March 2 (Reuters) - Citigroup Inc is laying off
less than 1% of its workforce, excluding its remediation team
working on a consent order, people familiar with the matter said
on Thursday.
A Bloomberg News report earlier in the day said that the
Wall Street bank was cutting hundreds of jobs across the
company, including its investment banking division.
The bank declined to comment to a Reuters request.
Citigroup's remediation team works on a 2020 consent order
issued by regulators requiring it to improve its risk management
and internal controls, following which it has invested heavily
in addressing the issues.
Citigroup Chief Financial Officer Mark Mason said in a
January earnings briefing that "we're actively hiring to execute
against our strategy.
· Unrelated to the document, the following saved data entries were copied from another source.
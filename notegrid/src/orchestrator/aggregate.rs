use serde_json::json;

use crate::extraction::HybridResult;
use crate::framework::{PartialResult, StageResult};
use crate::metadata::NoteMetadata;
use crate::models::{
    note_id, CodeInfo, Dimensions, Entities, ImageMetadata, Note, NoteRegion, ProcessingDetails,
    ProcessingOutput, QualityMetrics, SpatialPosition, Structure, Tags, TextContent, VisualMetadata,
};
use crate::postprocess::CorrectionResult;
use crate::preprocess::ImageProperties;
use crate::structure::DocumentStructure;

const OCR_SHARE: f64 = 0.3;
const LLM_SHARE: f64 = 0.7;

/// Everything one region's pipeline produced.
pub struct RegionOutcome<'a> {
    pub region: &'a NoteRegion,
    pub extraction: HybridResult,
    pub structure: DocumentStructure,
    pub correction: CorrectionResult,
    pub metadata: NoteMetadata,
    pub image_quality: f64,
    pub ocr_engine: &'a str,
    pub llm_model: &'a str,
    pub elapsed_ms: u64,
}

pub fn build_note(outcome: RegionOutcome<'_>) -> Note {
    let RegionOutcome {
        region,
        extraction,
        structure,
        correction,
        metadata,
        image_quality,
        ocr_engine,
        llm_model,
        elapsed_ms,
    } = outcome;

    let confidence = extraction.confidence;
    let mut qr_codes: Vec<CodeInfo> = metadata.codes.iter().map(CodeInfo::from).collect();
    if let Some(data) = &region.qr_data {
        if !qr_codes.iter().any(|c| &c.data == data) {
            qr_codes.push(CodeInfo {
                data: data.clone(),
                code_type: crate::codes::QR_CODE_TYPE.to_string(),
                position: region.bbox,
                confidence: 1.0,
            });
        }
    }

    Note {
        note_id: note_id(region.position),
        position: region.position,
        spatial_position: SpatialPosition::from_bbox(region.bbox),
        visual_metadata: Some(VisualMetadata {
            dominant_color: metadata.dominant_color,
            background_color: metadata.background_color,
            estimated_note_type: metadata.note_type,
            physical_size_estimate: metadata.estimated_size,
        }),
        qr_codes,
        text_content: TextContent {
            raw_text: extraction.text,
            cleaned_text: correction.cleaned_text,
            formatted_text: correction.text,
            extraction_method: extraction.extraction_method.to_string(),
            confidence_score: confidence,
            language: None,
        },
        structure: Structure::from(&structure),
        tags: Tags::from_structure(&structure),
        entities: Entities::default(),
        quality_metrics: QualityMetrics {
            image_quality,
            text_clarity: confidence,
            ocr_confidence: confidence * OCR_SHARE,
            llm_confidence: confidence * LLM_SHARE,
            overall_confidence: confidence,
        },
        processing_details: ProcessingDetails {
            extraction_method: extraction.extraction_method.to_string(),
            ocr_engine: ocr_engine.to_string(),
            llm_model: llm_model.to_string(),
            processing_time_ms: elapsed_ms,
            retry_count: extraction.retry_count,
            post_processing_corrections: correction.corrections.len(),
            differences: extraction.differences,
        },
        error: None,
    }
}

pub fn image_metadata(filename: &str, properties: &ImageProperties) -> ImageMetadata {
    ImageMetadata {
        filename: filename.to_string(),
        original_dimensions: Dimensions {
            width: properties.width,
            height: properties.height,
        },
        file_size_bytes: properties.file_size,
        format: properties.format.clone(),
        color_space: properties.color_space.clone(),
    }
}

/// Validates the envelope; a rejected envelope still hands back the notes.
pub fn finalize(output: ProcessingOutput) -> StageResult<ProcessingOutput> {
    match output.validate() {
        Ok(()) => Ok(output),
        Err(error) => {
            tracing::error!(error = %error, "output failed validation, returning raw notes");
            let notes = serde_json::to_value(&output.notes).unwrap_or_default();
            Err(PartialResult::from(error)
                .with_data(json!({ "notes": notes, "raw_data": true }))
                .with_warning("structured output assembly failed"))
        }
    }
}

#[cfg(test)]
mod tests {
    use super::*;
    use crate::extraction::ExtractionMethod;
    use crate::models::{BoundingBox, ColorInfo, DetectionMethod, NoteType};
    use crate::preprocess::NoteSize;
    use crate::structure::recognize_structure;

    fn outcome_parts(text: &str, confidence: f64) -> (HybridResult, DocumentStructure, CorrectionResult, NoteMetadata) {
        let extraction = HybridResult {
            text: text.to_string(),
            confidence,
            ocr_text: text.to_string(),
            vision_text: text.to_string(),
            ocr_confidence: confidence,
            vision_confidence: confidence,
            differences: Vec::new(),
            extraction_method: ExtractionMethod::Hybrid,
            warnings: Vec::new(),
            retry_count: 1,
        };
        let correction = CorrectionResult {
            text: text.to_string(),
            cleaned_text: text.to_string(),
            original_text: text.to_string(),
            corrections: Vec::new(),
            confidence: 1.0,
        };
        let metadata = NoteMetadata {
            codes: Vec::new(),
            dominant_color: ColorInfo::from_rgb([250, 235, 120]),
            background_color: ColorInfo::from_rgb([250, 235, 120]),
            note_type: NoteType::StickyNote,
            estimated_size: NoteSize::Square3x3,
            exif: None,
            code_categories: Vec::new(),
        };
        (extraction, recognize_structure(text), correction, metadata)
    }

    #[test]
    fn test_build_note_splits_confidence() {
        let region = NoteRegion::new(BoundingBox::new(0, 250, 100, 100), 2, DetectionMethod::QrCode, 1.0)
            .with_qr_data("page-7");
        let (extraction, structure, correction, metadata) = outcome_parts("[ ] call mom", 0.8);

        let note = build_note(RegionOutcome {
            region: &region,
            extraction,
            structure,
            correction,
            metadata,
            image_quality: 0.6,
            ocr_engine: "tesseract",
            llm_model: "openai/gpt-4o",
            elapsed_ms: 12,
        });

        assert_eq!(note.note_id, "note_002");
        assert!((note.quality_metrics.ocr_confidence - 0.24).abs() < 1e-9);
        assert!((note.quality_metrics.llm_confidence - 0.56).abs() < 1e-9);
        assert_eq!(note.structure.todos.len(), 1);
        assert_eq!(note.qr_codes.len(), 1);
        assert_eq!(note.qr_codes[0].data, "page-7");
        assert_eq!(note.processing_details.retry_count, 1);
        assert_eq!(note.text_content.extraction_method, "hybrid");
    }

    #[test]
    fn test_finalize_degrades_to_raw_notes() {
        let bad = Note::error(2, BoundingBox::default(), "boom");
        let properties = ImageProperties {
            width: 10,
            height: 10,
            channels: 3,
            file_size: 10,
            format: "PNG".to_string(),
            color_space: "RGB".to_string(),
        };
        let output = ProcessingOutput::new(image_metadata("page.png", &properties), vec![bad], 1, vec![], vec![]);

        let partial = finalize(output).unwrap_err();
        assert_eq!(partial.data["raw_data"], true);
        assert_eq!(partial.data["notes"][0]["note_id"], "note_002");
    }
}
But we're also repacing where that makes
sense in light of the environment that we're in."
The latest move comes after other major Wall Street banks
such as Goldman Sachs and Morgan Stanley cut
thousands of jobs after a tough year for dealmaking activity, as
recessionary fears from the U.S. Federal Reserve's stringent
monetary policy weighed on investor sentiment and valuations.
As of its fourth quarter in 2022, Citigroup reported a
workforce of 240,000 employees.
(Reporting by Anirban Chakroborti in Bengaluru; Editing by Maju
Samuel)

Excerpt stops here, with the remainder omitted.